For weeks after being cast, Johnson wasn’t allowed to tell anybody — not her father, not her mother, not her grandmother. And she kept the secret, because “sometimes your parents are the ones with the biggest mouths of all time.”

Being third-generation Hollywood provides her with a certain kind of armor that will soon some in handy. Hedren, best known for her starring role in Hitchcock’s The Birds, famously keeps a compound outside of Los Angeles filled with wild beasts; in some of the earliest public photos of Melanie, she has her head in the mouth of a lion. Griffith started dating Don Johnson when she was 14 and he was costarring in a movie with her mother. They married when she was 18, quickly divorced, and then remarried. Dakota was born in 1989. The couple divorced again in 1996, and Griffith married Banderas later that year.

Johnson downplays the fact that her dad and mom were the Brad and Jen (or maybe Liz and Dick?) of their era, but she realizes her childhood was at least different from that of the average high schooler. “My dad was doing Nash Bridges in San Francisco, so I was there, like, every day,” she says. “My mom was doing a bunch of stuff, still making movies, and Antontio was making movies.
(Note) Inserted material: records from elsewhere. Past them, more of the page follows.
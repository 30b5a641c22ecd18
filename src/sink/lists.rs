//! Plain-text key lists.
//!
//! Export lists are sorted and unique (see [`super::export`]). Pending and
//! ignore lists keep insertion order and are managed here.

use std::collections::HashSet;
use std::fs;
use std::path::Path;

use crate::config::OutputFormat;

use super::export::{export_sql_file, write_lines};
use super::SinkError;

/// Prefix of per-id press-release CSV files.
pub const PRESS_CSV_PREFIX: &str = "press_releases_";

/// ISIN key list written by the ISIN export and read by the WRDS loaders.
pub const ISIN_LIST_FILE: &str = "isin_list.txt";

pub const STOCK_CODE_LIST_FILE: &str = "stock_code_list.txt";
pub const STOCK_ID_LIST_FILE: &str = "stock_ids.txt";
pub const IGNORE_LIST_FILE: &str = "ignore_ids.txt";
pub const PENDING_LIST_FILE: &str = "pending_ids.txt";

/// Counts from a pending-list build.
#[derive(Debug, Clone, Copy, Default, PartialEq, Eq)]
pub struct QueryListStats {
    pub full: usize,
    pub ignored: usize,
    pub existing: usize,
    pub pending: usize,
}

/// Read one id per line, trimmed, blank lines dropped. A missing file is empty.
pub fn read_list(path: &Path) -> Result<Vec<String>, SinkError> {
    if !path.exists() {
        return Ok(Vec::new());
    }
    Ok(fs::read_to_string(path)?
        .lines()
        .map(str::trim)
        .filter(|l| !l.is_empty())
        .map(str::to_string)
        .collect())
}

/// Ids that already have a `press_releases_<id>.csv` in `press_dir`.
pub fn existing_press_ids(press_dir: &Path) -> Result<HashSet<String>, SinkError> {
    let mut ids = HashSet::new();
    if !press_dir.is_dir() {
        return Ok(ids);
    }
    for entry in fs::read_dir(press_dir)? {
        let path = entry?.path();
        if path.extension().and_then(|e| e.to_str()) != Some("csv") {
            continue;
        }
        let Some(stem) = path.file_stem().and_then(|s| s.to_str()) else {
            continue;
        };
        if let Some(id) = stem.strip_prefix(PRESS_CSV_PREFIX) {
            if !id.is_empty() {
                ids.insert(id.to_string());
            }
        }
    }
    Ok(ids)
}

/// Pending ids: the full list minus ignored ids minus ids already downloaded,
/// in the full list's order.
pub fn build_query_list(
    full_path: &Path,
    ignore_path: &Path,
    press_dir: &Path,
    output_path: &Path,
) -> Result<QueryListStats, SinkError> {
    let full = read_list(full_path)?;
    let ignore: HashSet<String> = read_list(ignore_path)?.into_iter().collect();
    let existing = existing_press_ids(press_dir)?;

    let pending: Vec<String> = full
        .iter()
        .filter(|id| !ignore.contains(*id) && !existing.contains(*id))
        .cloned()
        .collect();
    write_lines(output_path, &pending)?;

    Ok(QueryListStats {
        full: full.len(),
        ignored: ignore.len(),
        existing: existing.len(),
        pending: pending.len(),
    })
}

/// Append ids with status `saved` in the summary CSV to the ignore list,
/// keeping first-appearance order. Returns the number of ids added.
pub fn update_ignore_list(ignore_path: &Path, summary_path: &Path) -> Result<usize, SinkError> {
    if !summary_path.exists() {
        return Ok(0);
    }
    let mut ids = read_list(ignore_path)?;
    let mut seen: HashSet<String> = ids.iter().cloned().collect();

    let summary = super::csv::read_table(summary_path)?;
    let id_col = summary
        .column_index("stock_id")
        .ok_or_else(|| SinkError::InvalidResult("summary has no stock_id column".into()))?;
    let status_col = summary
        .column_index("status")
        .ok_or_else(|| SinkError::InvalidResult("summary has no status column".into()))?;

    let mut added = 0;
    for row in 0..summary.len() {
        let id = summary.get(row, id_col).map(str::trim).unwrap_or("");
        let status = summary.get(row, status_col).map(str::trim).unwrap_or("");
        if !id.is_empty() && status == "saved" && seen.insert(id.to_string()) {
            ids.push(id.to_string());
            added += 1;
        }
    }

    if added > 0 {
        write_lines(ignore_path, &ids)?;
    }
    Ok(added)
}

/// Export a sorted unique key list from a single-column query script.
pub fn export_key_list(db_path: &Path, sql_path: &Path, output_path: &Path) -> Result<usize, SinkError> {
    let dir = output_path.parent().unwrap_or_else(|| Path::new("."));
    let files = export_sql_file(db_path, sql_path, OutputFormat::Txt, dir, Some(output_path))?;
    Ok(files.iter().map(|f| f.rows).sum())
}

#[cfg(test)]
mod tests {
    use super::*;

    #[test]
    fn test_build_query_list_preserves_order() {
        let dir = tempfile::tempdir().unwrap();
        let full = dir.path().join("stock_ids.txt");
        let ignore = dir.path().join("ignore_ids.txt");
        let press = dir.path().join("press");
        let out = dir.path().join("pending_ids.txt");

        fs::write(&full, "30\n10\n\n20\n40\n").unwrap();
        fs::write(&ignore, "20\n").unwrap();
        fs::create_dir_all(&press).unwrap();
        fs::write(press.join("press_releases_40.csv"), "a\n").unwrap();
        fs::write(press.join("press_releases_40.json"), "{}").unwrap();

        let stats = build_query_list(&full, &ignore, &press, &out).unwrap();
        assert_eq!(
            stats,
            QueryListStats {
                full: 4,
                ignored: 1,
                existing: 1,
                pending: 2
            }
        );
        assert_eq!(fs::read_to_string(&out).unwrap(), "30\n10\n");
    }

    #[test]
    fn test_update_ignore_list_appends_saved_ids() {
        let dir = tempfile::tempdir().unwrap();
        let ignore = dir.path().join("ignore_ids.txt");
        let summary = dir.path().join("press_summary.csv");
        fs::write(&ignore, "5\n").unwrap();
        fs::write(
            &summary,
            "stock_id,status,rows\n9,saved,3\n5,saved,1\n7,empty,0\n8,failed,0\n9,saved,3\n2,saved,4\n",
        )
        .unwrap();

        assert_eq!(update_ignore_list(&ignore, &summary).unwrap(), 2);
        assert_eq!(fs::read_to_string(&ignore).unwrap(), "5\n9\n2\n");
        assert_eq!(update_ignore_list(&ignore, &summary).unwrap(), 0);
    }
}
I was everywhere, all over the world. I loved it so much.”

But there’s a jagged side — or as Dakota puts it, “a mind fuck” — to refracted fame. “I feel like you learn how to do school in second grade through fifth grade. During those years I was never home.” After years of on-set tutoring and homeschooling, her parents sent her to a Catholic boarding high school in northern California. Dakota thought it was a great idea. Then she arrived. “I was just miserable there. It was a great school, but girls in that concentration are so horrific, just horrific.”

Eventually, she got her dad to set her free. When I ask her how she persuaded him to let her leave, she gives the biggest smile of the morning: “I’ve fucking got him on lock. I charmed him.” How, exactly? She draws a circle around her face with a finger and goes coy, then laughs. “I don’t know. This face?”
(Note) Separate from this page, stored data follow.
//! Freshness sidecars for conditionally fetched files.
//!
//! `raw/isino.xls` keeps its validators in `raw/isino.xls.metadata`, a JSON
//! object with optional `ETag` and `Last-Modified` keys.

use std::io::Write;
use std::path::{Path, PathBuf};

use serde::{Deserialize, Serialize};

use crate::sink::csv::write_atomic;
use crate::sink::SinkError;

#[derive(Debug, Clone, Default, PartialEq, Eq, Serialize, Deserialize)]
pub struct Freshness {
    #[serde(rename = "ETag", default, skip_serializing_if = "Option::is_none")]
    pub etag: Option<String>,
    #[serde(rename = "Last-Modified", default, skip_serializing_if = "Option::is_none")]
    pub last_modified: Option<String>,
}

impl Freshness {
    pub fn is_empty(&self) -> bool {
        self.etag.is_none() && self.last_modified.is_none()
    }
}

pub fn sidecar_path(file: &Path) -> PathBuf {
    let mut name = file.as_os_str().to_owned();
    name.push(".metadata");
    PathBuf::from(name)
}

/// Load the validators for `file`. A missing or unreadable sidecar yields
/// empty validators.
pub fn load(file: &Path) -> Freshness {
    let path = sidecar_path(file);
    let Ok(text) = std::fs::read_to_string(&path) else {
        return Freshness::default();
    };
    serde_json::from_str(&text).unwrap_or_else(|e| {
        tracing::debug!("Ignoring unreadable sidecar {}: {}", path.display(), e);
        Freshness::default()
    })
}

pub fn save(file: &Path, freshness: &Freshness) -> Result<(), SinkError> {
    let json = serde_json::to_string(freshness)
        .map_err(|e| SinkError::InvalidResult(e.to_string()))?;
    write_atomic(&sidecar_path(file), |tmp| {
        tmp.write_all(json.as_bytes())?;
        Ok(())
    })
}

#[cfg(test)]
mod tests {
    use super::*;

    #[test]
    fn test_sidecar_path() {
        assert_eq!(
            sidecar_path(Path::new("data/raw/isino.xls")),
            PathBuf::from("data/raw/isino.xls.metadata")
        );
    }

    #[test]
    fn test_save_and_load() {
        let dir = tempfile::tempdir().unwrap();
        let file = dir.path().join("isino.xls");
        let freshness = Freshness {
            etag: Some("\"abc\"".into()),
            last_modified: None,
        };
        save(&file, &freshness).unwrap();

        let raw = std::fs::read_to_string(sidecar_path(&file)).unwrap();
        assert_eq!(raw, r#"{"ETag":"\"abc\""}"#);
        assert_eq!(load(&file), freshness);
    }

    #[test]
    fn test_corrupt_sidecar_is_empty() {
        let dir = tempfile::tempdir().unwrap();
        let file = dir.path().join("isinsehk.xls");
        std::fs::write(sidecar_path(&file), "{not json").unwrap();
        assert!(load(&file).is_empty());
        assert!(load(&dir.path().join("missing.xls")).is_empty());
    }
}
// Copyright 2021 Adam Greig
// Licensed under the MIT license.

//! Bit-level buffers used to build and take apart hardware transfers.
//!
//! Transfers are packed least-significant-bit first: bit `i` of a transfer
//! lives in bit `i % 8` of byte `i / 8`, and is shifted out `i`th.

#[derive(thiserror::Error, Debug)]
pub enum Error {
    #[error("Not enough bits to extract required data.")]
    NotEnoughBits,
}

pub type Result<T> = std::result::Result<T, Error>;

/// Convert a slice of bits to a Vec of u8s, least-significant-bit first.
///
/// If `bits` is not a multiple of 8, the final byte has the higher-order
/// bits set to 0.
pub fn bits_to_bytes(bits: &[bool]) -> Vec<u8> {
    let mut bytes = Vec::with_capacity((bits.len() + 7) / 8);
    for chunk in bits.chunks(8) {
        let mut byte = 0u8;
        for (idx, bit) in chunk.iter().enumerate() {
            byte |= (*bit as u8) << idx;
        }
        bytes.push(byte);
    }
    bytes
}

/// Convert a slice of u8 to a Vec of bool, least-significant-bit first.
/// Reads exactly `n` bits; returns an error if n>bytes.len()*8.
pub fn bytes_to_bits(bytes: &[u8], n: usize) -> Result<Vec<bool>> {
    if n > bytes.len() * 8 {
        return Err(Error::NotEnoughBits);
    }
    Ok((0..n).map(|i| (bytes[i / 8] >> (i % 8)) & 1 == 1).collect())
}

/// Reverse the bit order of every byte, converting between the
/// most-significant-bit-first order of VME rows and the
/// least-significant-bit-first order of hardware transfers.
pub fn to_lsb_first(bytes: &[u8]) -> Vec<u8> {
    bytes.iter().map(|b| b.reverse_bits()).collect()
}

/// Concatenate bit strings, each given as `(bytes, bit length)`, first part first.
pub fn merge(parts: &[(&[u8], usize)]) -> Result<Vec<u8>> {
    let mut bits = Vec::with_capacity(parts.iter().map(|(_, n)| n).sum());
    for (bytes, n) in parts.iter() {
        bits.extend(bytes_to_bits(bytes, *n)?);
    }
    Ok(bits_to_bytes(&bits))
}

/// Recover the `data_len` bits which follow `head_len` bits in `combined`.
///
/// `combined` must hold at least `head_len + data_len + tail_len` bits.
pub fn extract(combined: &[u8], head_len: usize, data_len: usize, tail_len: usize)
    -> Result<Vec<u8>>
{
    let bits = bytes_to_bits(combined, head_len + data_len + tail_len)?;
    Ok(bits_to_bytes(&bits[head_len..head_len + data_len]))
}

/// Count the bits among the first `n` of `actual` that differ from `expected`,
/// considering only bits set in `mask` if one is given.
pub fn mismatches(actual: &[u8], expected: &[u8], mask: Option<&[u8]>, n: usize) -> Result<usize> {
    let actual = bytes_to_bits(actual, n)?;
    let expected = bytes_to_bits(expected, n)?;
    let care = match mask {
        Some(mask) => bytes_to_bits(mask, n)?,
        None => vec![true; n],
    };
    Ok((0..n).filter(|&i| care[i] && actual[i] != expected[i]).count())
}

/// Convenience macro for creating a &[bool] from &[u8] of 0/1.
#[cfg(test)]
macro_rules! bv {
    ($($x:expr),*) => {
        &[ $(($x != 0),)* ] as &[bool]
    }
}

#[test]
fn test_bits_to_bytes() {
    assert_eq!(bits_to_bytes(&[]),                                      vec![]);
    assert_eq!(bits_to_bytes(bv![1, 1, 1, 0]),                          vec![0x07]);
    assert_eq!(bits_to_bytes(bv![1, 1, 1, 0, 0, 1, 0, 0, 0, 0, 0, 1]),  vec![0x27, 0x08]);
}

#[test]
fn test_bytes_to_bits() {
    assert_eq!(bytes_to_bits(&[0xFF], 1).unwrap(), bv![1]);
    assert_eq!(bytes_to_bits(&[0xFF, 0x01], 10).unwrap(), bv![1, 1, 1, 1, 1, 1, 1, 1, 1, 0]);
    assert_eq!(bytes_to_bits(&[], 0).unwrap(), bv![]);
    assert!(bytes_to_bits(&[0xFF], 9).is_err());
}

#[test]
fn test_to_lsb_first() {
    assert_eq!(to_lsb_first(&[0x80, 0x01, 0xF0, 0xA5]), vec![0x01, 0x80, 0x0F, 0xA5]);
}

#[test]
fn test_merge() {
    // Two head bits, a 4 bit payload, and three tail bits.
    let (head, data, tail) = ([0b11u8], [0b1010u8], [0b001u8]);
    let merged = merge(&[(&head[..], 2), (&data[..], 4), (&tail[..], 3)]).unwrap();
    assert_eq!(merged, vec![0b0110_1011, 0b0]);
    let byte = [0xABu8];
    assert_eq!(merge(&[(&[0u8; 0][..], 0), (&byte[..], 8), (&[0u8; 0][..], 0)]).unwrap(), vec![0xAB]);
    assert!(merge(&[(&byte[..], 9)]).is_err());
}

#[test]
fn test_merge_extract() {
    let payloads: [(&[u8], usize); 4] = [
        (&[0x5A][..], 8),
        (&[0x3C, 0x01][..], 9),
        (&[0xDE, 0xAD, 0xBE, 0xEF][..], 32),
        (&[0x05][..], 3),
    ];
    let head = [0xA5u8, 0x0F];
    let tail = [0x77u8, 0x03];
    for &(payload, n) in payloads.iter() {
        for head_len in [0, 1, 7, 8, 13].iter().copied() {
            for tail_len in [0, 1, 5, 8, 10].iter().copied() {
                let merged = merge(&[(&head[..], head_len), (payload, n), (&tail[..], tail_len)]).unwrap();
                assert_eq!(merged.len(), (head_len + n + tail_len + 7) / 8);
                let out = extract(&merged, head_len, n, tail_len).unwrap();
                assert_eq!(bytes_to_bits(&out, n).unwrap(), bytes_to_bits(payload, n).unwrap());
            }
        }
    }
}

#[test]
fn test_extract_short() {
    assert!(extract(&[0xFF], 4, 4, 1).is_err());
}

#[test]
fn test_mismatches() {
    assert_eq!(mismatches(&[0xFF], &[0xFF], None, 8).unwrap(), 0);
    assert_eq!(mismatches(&[0x00], &[0xFF], None, 8).unwrap(), 8);
    assert_eq!(mismatches(&[0x00], &[0xFF], Some(&[0x0Fu8][..]), 8).unwrap(), 4);
    assert_eq!(mismatches(&[0x00], &[0xFF], Some(&[0x00u8][..]), 8).unwrap(), 0);
    // Bits beyond the length are never compared.
    assert_eq!(mismatches(&[0x07], &[0xFF], None, 3).unwrap(), 0);
}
Next, it was off to the artsy New Roads School in Santa Monica, where Johnson whiled away high school sketching. “I would get so bored after a while. There’s only so many ways you can draw a naked woman or man. There are only so many penises I can see and draw.” The hardest part was dealing with the slings and arrows aimed at her family. Classmates would bring in clippings about her parents — some of them true, and a lot more not even close.

“I think people, especially the press, like to pick on children of famous people, and I think that’s fucking awful,” she says. “Things get made up. It’s so, so sad. And there’s absolutely nothing you can do about it as a 16-year-old. You’re like, ‘What the fuck? Why? What did I do?’”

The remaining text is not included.